Check each line below for the word "static", and copy those that have it.

──────── Entries provided ────────

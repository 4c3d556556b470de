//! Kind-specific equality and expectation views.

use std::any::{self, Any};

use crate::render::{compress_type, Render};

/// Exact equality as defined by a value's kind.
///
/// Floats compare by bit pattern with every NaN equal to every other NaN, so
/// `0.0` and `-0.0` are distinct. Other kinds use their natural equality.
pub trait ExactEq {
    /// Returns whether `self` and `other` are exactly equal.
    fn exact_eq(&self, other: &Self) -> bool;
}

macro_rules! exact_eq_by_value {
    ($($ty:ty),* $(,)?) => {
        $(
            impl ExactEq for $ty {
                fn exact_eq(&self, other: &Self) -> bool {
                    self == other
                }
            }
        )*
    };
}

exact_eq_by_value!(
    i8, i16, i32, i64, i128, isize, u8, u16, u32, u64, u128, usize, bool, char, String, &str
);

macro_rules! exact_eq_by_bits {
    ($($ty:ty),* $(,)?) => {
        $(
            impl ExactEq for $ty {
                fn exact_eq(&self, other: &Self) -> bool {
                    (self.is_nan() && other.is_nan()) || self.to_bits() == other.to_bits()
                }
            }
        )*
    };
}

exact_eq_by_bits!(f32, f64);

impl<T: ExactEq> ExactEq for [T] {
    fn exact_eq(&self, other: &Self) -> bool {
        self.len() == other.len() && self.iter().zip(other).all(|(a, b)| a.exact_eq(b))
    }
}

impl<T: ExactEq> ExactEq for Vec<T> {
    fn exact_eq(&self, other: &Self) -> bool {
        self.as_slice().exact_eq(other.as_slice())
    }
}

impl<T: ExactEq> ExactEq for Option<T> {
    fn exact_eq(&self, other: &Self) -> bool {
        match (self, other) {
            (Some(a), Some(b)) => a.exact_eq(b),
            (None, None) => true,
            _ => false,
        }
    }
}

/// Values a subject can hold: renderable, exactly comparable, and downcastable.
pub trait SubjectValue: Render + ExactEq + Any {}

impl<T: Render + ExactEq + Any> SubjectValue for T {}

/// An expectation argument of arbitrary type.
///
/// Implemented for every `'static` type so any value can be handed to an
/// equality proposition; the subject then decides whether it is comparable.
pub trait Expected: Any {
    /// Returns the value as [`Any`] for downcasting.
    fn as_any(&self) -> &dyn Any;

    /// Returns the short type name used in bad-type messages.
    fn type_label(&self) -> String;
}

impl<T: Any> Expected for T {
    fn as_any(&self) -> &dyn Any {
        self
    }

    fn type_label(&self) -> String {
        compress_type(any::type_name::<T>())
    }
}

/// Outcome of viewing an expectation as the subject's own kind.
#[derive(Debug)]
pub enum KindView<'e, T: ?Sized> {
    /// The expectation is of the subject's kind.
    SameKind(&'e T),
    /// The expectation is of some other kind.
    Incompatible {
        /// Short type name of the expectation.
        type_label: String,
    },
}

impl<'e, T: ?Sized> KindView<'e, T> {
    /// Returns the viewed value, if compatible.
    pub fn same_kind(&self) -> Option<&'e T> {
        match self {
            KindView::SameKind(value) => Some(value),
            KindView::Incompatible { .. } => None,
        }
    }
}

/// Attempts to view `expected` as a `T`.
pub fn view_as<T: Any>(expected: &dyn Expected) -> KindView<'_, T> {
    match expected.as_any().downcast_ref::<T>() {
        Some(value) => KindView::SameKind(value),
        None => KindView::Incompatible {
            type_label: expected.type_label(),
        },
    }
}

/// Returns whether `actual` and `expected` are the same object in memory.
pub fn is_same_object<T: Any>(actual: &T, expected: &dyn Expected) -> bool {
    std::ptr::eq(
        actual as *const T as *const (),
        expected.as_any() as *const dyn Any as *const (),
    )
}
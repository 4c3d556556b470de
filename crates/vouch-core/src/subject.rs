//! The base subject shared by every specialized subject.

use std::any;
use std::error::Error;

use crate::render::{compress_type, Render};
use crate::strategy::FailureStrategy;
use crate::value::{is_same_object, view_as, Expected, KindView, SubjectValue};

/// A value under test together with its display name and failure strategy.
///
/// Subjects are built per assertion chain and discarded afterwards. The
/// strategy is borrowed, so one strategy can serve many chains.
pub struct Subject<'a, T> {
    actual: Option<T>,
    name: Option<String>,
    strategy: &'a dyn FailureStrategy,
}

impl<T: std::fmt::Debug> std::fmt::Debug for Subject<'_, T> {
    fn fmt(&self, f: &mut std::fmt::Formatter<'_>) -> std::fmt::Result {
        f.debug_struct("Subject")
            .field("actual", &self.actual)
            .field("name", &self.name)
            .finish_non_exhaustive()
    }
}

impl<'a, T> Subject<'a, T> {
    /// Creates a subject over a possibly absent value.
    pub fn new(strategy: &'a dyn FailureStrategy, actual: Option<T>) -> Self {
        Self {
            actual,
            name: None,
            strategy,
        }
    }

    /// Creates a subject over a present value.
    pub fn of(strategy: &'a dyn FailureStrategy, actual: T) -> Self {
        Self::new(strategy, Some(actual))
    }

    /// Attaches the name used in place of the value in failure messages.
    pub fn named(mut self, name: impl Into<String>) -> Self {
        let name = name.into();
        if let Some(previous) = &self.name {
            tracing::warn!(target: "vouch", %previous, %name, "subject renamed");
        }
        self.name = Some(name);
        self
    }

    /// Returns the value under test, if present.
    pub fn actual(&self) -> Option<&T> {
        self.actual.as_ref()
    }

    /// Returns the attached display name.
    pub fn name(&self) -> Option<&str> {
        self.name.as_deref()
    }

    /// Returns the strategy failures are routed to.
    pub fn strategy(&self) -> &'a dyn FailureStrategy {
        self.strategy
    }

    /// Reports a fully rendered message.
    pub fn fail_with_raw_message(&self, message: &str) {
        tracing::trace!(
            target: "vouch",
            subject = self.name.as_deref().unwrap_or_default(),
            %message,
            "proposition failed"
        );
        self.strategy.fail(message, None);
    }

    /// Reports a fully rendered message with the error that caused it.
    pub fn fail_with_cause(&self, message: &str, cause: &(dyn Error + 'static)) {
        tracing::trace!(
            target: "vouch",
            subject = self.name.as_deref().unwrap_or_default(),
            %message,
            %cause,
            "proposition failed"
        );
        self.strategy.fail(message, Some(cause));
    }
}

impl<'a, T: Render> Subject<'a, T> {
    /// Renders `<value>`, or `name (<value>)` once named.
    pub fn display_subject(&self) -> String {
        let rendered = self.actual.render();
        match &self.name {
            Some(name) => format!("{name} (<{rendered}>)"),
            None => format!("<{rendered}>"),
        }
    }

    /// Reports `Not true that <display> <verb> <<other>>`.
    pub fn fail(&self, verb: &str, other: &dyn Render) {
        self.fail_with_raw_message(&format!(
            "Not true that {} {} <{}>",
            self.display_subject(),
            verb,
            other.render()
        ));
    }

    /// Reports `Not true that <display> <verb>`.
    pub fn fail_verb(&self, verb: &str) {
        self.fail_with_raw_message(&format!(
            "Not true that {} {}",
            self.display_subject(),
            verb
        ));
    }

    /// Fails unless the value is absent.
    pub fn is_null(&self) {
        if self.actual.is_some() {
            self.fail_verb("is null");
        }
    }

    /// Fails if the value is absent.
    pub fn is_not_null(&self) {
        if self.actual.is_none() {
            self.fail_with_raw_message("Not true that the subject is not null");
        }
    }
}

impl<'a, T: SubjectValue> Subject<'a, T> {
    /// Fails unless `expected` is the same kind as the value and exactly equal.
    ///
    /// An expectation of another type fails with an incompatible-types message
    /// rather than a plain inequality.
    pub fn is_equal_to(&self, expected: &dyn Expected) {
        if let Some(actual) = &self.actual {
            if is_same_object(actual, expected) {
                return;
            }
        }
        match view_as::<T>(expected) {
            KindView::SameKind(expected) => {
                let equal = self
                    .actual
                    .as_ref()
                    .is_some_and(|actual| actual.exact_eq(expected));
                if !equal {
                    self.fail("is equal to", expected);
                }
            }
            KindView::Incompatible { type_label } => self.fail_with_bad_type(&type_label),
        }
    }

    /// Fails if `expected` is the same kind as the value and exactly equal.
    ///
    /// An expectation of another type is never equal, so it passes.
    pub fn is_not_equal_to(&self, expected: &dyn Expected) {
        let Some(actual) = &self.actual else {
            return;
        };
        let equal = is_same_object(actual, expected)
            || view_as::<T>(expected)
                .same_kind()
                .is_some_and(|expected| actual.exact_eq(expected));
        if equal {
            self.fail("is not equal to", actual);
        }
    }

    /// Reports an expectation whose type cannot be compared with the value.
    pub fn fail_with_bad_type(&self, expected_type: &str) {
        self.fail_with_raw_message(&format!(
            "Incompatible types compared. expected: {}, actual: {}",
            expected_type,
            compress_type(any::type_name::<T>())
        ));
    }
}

────────
──────── Entries provided ────────

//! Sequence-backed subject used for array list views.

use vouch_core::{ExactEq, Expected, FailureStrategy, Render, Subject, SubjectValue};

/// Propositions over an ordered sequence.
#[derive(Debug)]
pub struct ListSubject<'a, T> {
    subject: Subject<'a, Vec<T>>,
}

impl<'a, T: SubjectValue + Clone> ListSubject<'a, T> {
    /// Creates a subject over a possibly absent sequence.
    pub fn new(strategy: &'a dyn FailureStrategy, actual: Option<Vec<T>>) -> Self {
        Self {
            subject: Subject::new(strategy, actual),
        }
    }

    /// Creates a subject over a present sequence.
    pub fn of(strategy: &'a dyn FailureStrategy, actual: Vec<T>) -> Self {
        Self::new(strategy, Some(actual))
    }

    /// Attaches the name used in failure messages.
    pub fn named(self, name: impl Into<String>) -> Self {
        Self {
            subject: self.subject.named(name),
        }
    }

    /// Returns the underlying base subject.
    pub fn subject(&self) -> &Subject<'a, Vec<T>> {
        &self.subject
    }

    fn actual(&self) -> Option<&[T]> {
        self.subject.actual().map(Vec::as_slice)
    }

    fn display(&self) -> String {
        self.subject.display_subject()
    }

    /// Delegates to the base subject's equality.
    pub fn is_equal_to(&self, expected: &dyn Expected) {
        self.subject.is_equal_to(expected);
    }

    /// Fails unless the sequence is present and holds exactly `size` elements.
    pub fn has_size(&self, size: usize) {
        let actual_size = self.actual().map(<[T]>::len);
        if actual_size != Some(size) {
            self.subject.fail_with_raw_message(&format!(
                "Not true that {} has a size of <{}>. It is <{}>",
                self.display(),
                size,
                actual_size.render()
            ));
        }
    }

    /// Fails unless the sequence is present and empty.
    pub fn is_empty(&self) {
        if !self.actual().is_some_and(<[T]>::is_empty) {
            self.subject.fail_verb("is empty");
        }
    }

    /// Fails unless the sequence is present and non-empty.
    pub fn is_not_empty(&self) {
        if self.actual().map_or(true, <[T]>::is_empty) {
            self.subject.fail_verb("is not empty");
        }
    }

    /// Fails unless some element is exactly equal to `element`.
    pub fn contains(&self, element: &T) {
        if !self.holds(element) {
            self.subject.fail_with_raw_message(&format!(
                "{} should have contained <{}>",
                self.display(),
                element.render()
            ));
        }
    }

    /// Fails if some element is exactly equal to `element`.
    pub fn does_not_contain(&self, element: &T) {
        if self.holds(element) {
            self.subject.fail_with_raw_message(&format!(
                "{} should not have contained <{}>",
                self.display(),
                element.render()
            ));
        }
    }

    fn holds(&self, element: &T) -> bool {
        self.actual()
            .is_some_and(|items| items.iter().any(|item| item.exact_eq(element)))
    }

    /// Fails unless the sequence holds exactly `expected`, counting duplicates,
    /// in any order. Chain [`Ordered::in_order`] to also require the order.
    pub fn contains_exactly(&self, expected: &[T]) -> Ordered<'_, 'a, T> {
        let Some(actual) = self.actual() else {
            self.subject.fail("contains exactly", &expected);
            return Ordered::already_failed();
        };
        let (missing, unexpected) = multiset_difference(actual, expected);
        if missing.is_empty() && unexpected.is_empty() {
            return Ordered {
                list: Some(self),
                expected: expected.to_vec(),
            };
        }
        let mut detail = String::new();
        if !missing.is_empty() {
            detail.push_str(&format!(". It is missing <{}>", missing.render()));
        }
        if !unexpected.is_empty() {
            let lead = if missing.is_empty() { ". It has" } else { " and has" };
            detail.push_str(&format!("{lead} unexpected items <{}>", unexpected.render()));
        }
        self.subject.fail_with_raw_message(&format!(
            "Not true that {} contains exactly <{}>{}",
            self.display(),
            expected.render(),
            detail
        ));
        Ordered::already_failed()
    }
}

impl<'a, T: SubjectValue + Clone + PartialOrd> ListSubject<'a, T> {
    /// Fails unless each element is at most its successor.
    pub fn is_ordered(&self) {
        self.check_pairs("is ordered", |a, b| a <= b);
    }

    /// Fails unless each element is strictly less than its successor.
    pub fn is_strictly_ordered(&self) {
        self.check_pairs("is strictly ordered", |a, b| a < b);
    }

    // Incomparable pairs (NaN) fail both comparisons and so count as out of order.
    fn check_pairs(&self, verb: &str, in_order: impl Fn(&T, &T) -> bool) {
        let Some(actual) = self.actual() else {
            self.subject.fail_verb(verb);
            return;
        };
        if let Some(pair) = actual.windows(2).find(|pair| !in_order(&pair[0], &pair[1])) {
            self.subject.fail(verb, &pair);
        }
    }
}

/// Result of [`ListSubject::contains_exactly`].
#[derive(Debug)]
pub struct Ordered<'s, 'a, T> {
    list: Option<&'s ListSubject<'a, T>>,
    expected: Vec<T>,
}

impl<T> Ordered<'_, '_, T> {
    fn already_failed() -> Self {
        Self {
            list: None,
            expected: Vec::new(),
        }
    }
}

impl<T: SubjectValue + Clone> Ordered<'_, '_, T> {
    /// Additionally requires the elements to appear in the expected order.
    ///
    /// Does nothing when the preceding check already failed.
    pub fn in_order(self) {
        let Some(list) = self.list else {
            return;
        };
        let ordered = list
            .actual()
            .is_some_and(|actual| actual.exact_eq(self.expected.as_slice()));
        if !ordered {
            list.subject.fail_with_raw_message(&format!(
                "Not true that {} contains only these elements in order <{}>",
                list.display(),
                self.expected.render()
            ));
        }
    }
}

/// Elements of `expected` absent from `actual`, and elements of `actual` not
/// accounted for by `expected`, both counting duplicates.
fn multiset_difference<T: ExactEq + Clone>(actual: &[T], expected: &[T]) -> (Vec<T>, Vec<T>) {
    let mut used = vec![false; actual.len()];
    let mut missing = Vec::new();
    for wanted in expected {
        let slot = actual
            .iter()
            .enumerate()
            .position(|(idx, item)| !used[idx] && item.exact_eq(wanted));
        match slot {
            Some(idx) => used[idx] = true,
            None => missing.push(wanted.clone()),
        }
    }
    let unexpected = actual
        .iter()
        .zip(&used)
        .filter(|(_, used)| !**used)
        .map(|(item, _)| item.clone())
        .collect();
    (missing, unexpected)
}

────────
──────── Entries provided ────────

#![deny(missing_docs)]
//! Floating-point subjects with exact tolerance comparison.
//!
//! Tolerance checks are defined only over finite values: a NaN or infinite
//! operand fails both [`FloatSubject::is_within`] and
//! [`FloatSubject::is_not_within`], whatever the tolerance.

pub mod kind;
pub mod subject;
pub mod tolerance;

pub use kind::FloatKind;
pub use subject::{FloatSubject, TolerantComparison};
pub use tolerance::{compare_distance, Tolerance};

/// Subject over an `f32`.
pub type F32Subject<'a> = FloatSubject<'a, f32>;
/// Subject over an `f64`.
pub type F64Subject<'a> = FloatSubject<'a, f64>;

────────

● Exercise output
/// Implemented for every `'static` type so any value can be handed to an
    pub fn fail_with_cause(&self, message: &str, cause: &(dyn Error + 'static)) {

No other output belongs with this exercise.